What is expected:
Say how many lines in the entries hold the word "StoreConfig", and reply with that number only.

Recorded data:

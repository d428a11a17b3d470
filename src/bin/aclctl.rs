//! aclctl, управление ACL-файлами из командной строки.
//!
//! Создание, добавление и удаление записей, проверка доступа принципала и
//! просмотр содержимого файла.

use std::{path::PathBuf, process};

use aclstore::{
    error::LogLevel, init_logging, AclStore, AclStoreError, ErrorExt, LogFormat, LoggingConfig,
    StoreConfig,
};
use anyhow::{Context, Result};
use clap::{Parser, Subcommand};
use tracing::{debug, error, info, warn};

#[derive(Parser)]
#[command(name = "aclctl")]
#[command(version = concat!(env!("CARGO_PKG_VERSION"), " (", env!("GIT_COMMIT"), ")"))]
#[command(long_version = concat!(
    env!("CARGO_PKG_VERSION"),
    "\ncommit: ",
    env!("GIT_COMMIT"),
    "\nbuilt:  ",
    env!("BUILD_TIME"),
))]
#[command(about = "Manage flat-file principal ACLs", long_about = None)]
#[command(propagate_version = true)]
struct Cli {
    /// Локальный realm для имён без `@realm`
    #[arg(short, long, global = true, help = "Realm appended to principals without one")]
    realm: Option<String>,
    /// TOML-файл настроек
    #[arg(
        short,
        long,
        global = true,
        env = "ACLSTORE_CONFIG",
        help = "Path to a TOML settings file"
    )]
    config: Option<PathBuf>,
    /// Предел ожидания блокировки, мс
    #[arg(long, global = true, help = "Give up waiting for a busy lock after N milliseconds")]
    lock_timeout_ms: Option<u64>,
    /// Подробный вывод (debug)
    #[arg(short, long, global = true, help = "Enable debug logging")]
    verbose: bool,
    /// Только предупреждения и ошибки
    #[arg(short = 'q', long, global = true, help = "Only log warnings and errors")]
    quiet: bool,
    #[command(subcommand)]
    command: Commands,
}

#[derive(Subcommand)]
enum Commands {
    /// Создать пустой ACL или очистить существующий
    Init {
        file: PathBuf,
        /// Права нового файла (восьмеричные); 0600 добавляется всегда
        #[arg(long, default_value = "600", value_parser = parse_mode)]
        mode: u32,
    },
    /// Добавить принципала
    Add { file: PathBuf, principal: String },
    /// Удалить принципала
    #[command(alias = "rm")]
    Del { file: PathBuf, principal: String },
    /// Проверить доступ (с учётом шаблонов); код выхода 1 при отказе
    Check { file: PathBuf, principal: String },
    /// Проверить точное вхождение канонической строки
    Exact { file: PathBuf, canonical: String },
    /// Показать записи
    #[command(alias = "ls")]
    List {
        file: PathBuf,
        #[arg(long, help = "Print entries as a JSON array")]
        json: bool,
    },
    /// Показать каноническую форму имени
    Canon { principal: String },
}

fn parse_mode(s: &str) -> Result<u32, String> {
    let digits = s.trim_start_matches("0o");
    u32::from_str_radix(digits, 8)
        .ok()
        .filter(|m| *m <= 0o7777)
        .ok_or_else(|| format!("invalid octal mode '{s}'"))
}

fn main() -> Result<()> {
    let cli = Cli::parse();

    let _logging = init_logging(LoggingConfig {
        level: log_level(cli.verbose, cli.quiet).to_string(),
        format: LogFormat::Compact,
        with_ansi: false,
        ..Default::default()
    })
    .context("failed to initialize logging")?;

    match run(&cli) {
        Ok(true) => Ok(()),
        Ok(false) => process::exit(1),
        Err(e) => {
            match e.downcast_ref::<AclStoreError>() {
                Some(acl_err) => eprintln!("{}", report(acl_err)),
                None => eprintln!("Error: {e:#}"),
            }
            process::exit(1);
        }
    }
}

/// Пишет подробности ошибки в лог с уровнем по её коду и возвращает
/// строку для stderr. Пути и детали ввода-вывода видны только в логе.
fn report(err: &AclStoreError) -> String {
    let code = err.status_code();
    let details = err.log_message();
    let tags = err.metrics_tags();
    match code.log_level() {
        _ if code.is_critical() => error!(?tags, %details, "ACL command failed"),
        LogLevel::Error | LogLevel::Warn => warn!(?tags, %details, "ACL command failed"),
        LogLevel::Info => info!(?tags, %details, "ACL command rejected"),
        LogLevel::Debug | LogLevel::Trace => debug!(?tags, %details, "ACL command rejected"),
    }

    let mut line = format!("Error [{code}]: {}", err.client_message());
    if code.is_retryable() {
        line.push_str(" (retry later)");
    }
    line
}

fn log_level(
    verbose: bool,
    quiet: bool,
) -> &'static str {
    match (verbose, quiet) {
        (true, _) => "debug",
        (false, true) => "warn",
        (false, false) => "info",
    }
}

fn store_config(cli: &Cli) -> Result<StoreConfig> {
    let mut config = StoreConfig::load_from(cli.config.as_deref())?;
    if let Some(realm) = &cli.realm {
        config.local_realm = realm.clone();
    }
    if let Some(ms) = cli.lock_timeout_ms {
        config.lock_timeout_ms = Some(ms);
    }
    config.validate()?;
    debug!(?config, "Store configuration");
    Ok(config)
}

/// Выполняет команду. `Ok(false)`: отрицательный ответ без ошибки.
fn run(cli: &Cli) -> Result<bool> {
    let config = store_config(cli)?;
    let mut store = AclStore::new(&config);

    match &cli.command {
        Commands::Init { file, mode } => {
            store.initialize(file, *mode)?;
            println!("initialized {}", file.display());
        }
        Commands::Add { file, principal } => {
            store.add(file, principal)?;
            println!("added {}", canonical_or_raw(&store, principal));
        }
        Commands::Del { file, principal } => {
            store.delete(file, principal)?;
            println!("removed {}", canonical_or_raw(&store, principal));
        }
        Commands::Check { file, principal } => {
            let allowed = store.check(file, principal);
            println!("{}", if allowed { "allowed" } else { "denied" });
            return Ok(allowed);
        }
        Commands::Exact { file, canonical } => {
            let found = store.exact_match(file, canonical);
            println!("{}", if found { "present" } else { "absent" });
            return Ok(found);
        }
        Commands::List { file, json } => {
            let entries = store
                .entries(file)
                .with_context(|| format!("cannot read {}", file.display()))?;
            if *json {
                println!("{}", serde_json::to_string_pretty(&entries)?);
            } else {
                for entry in &entries {
                    println!("{entry}");
                }
            }
        }
        Commands::Canon { principal } => match store.canonicalize(principal) {
            Some(canon) => println!("{canon}"),
            None => {
                return Err(AclStoreError::invalid_principal(principal.as_str()).into());
            }
        },
    }

    let stats = store.cache_stats();
    debug!(reloads = stats.reloads, hits = stats.hits, "Done");
    Ok(true)
}

fn canonical_or_raw(
    store: &AclStore,
    principal: &str,
) -> String {
    store
        .canonicalize(principal)
        .map(|c| c.into_string())
        .unwrap_or_else(|| principal.to_string())
}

Solution to this task:
3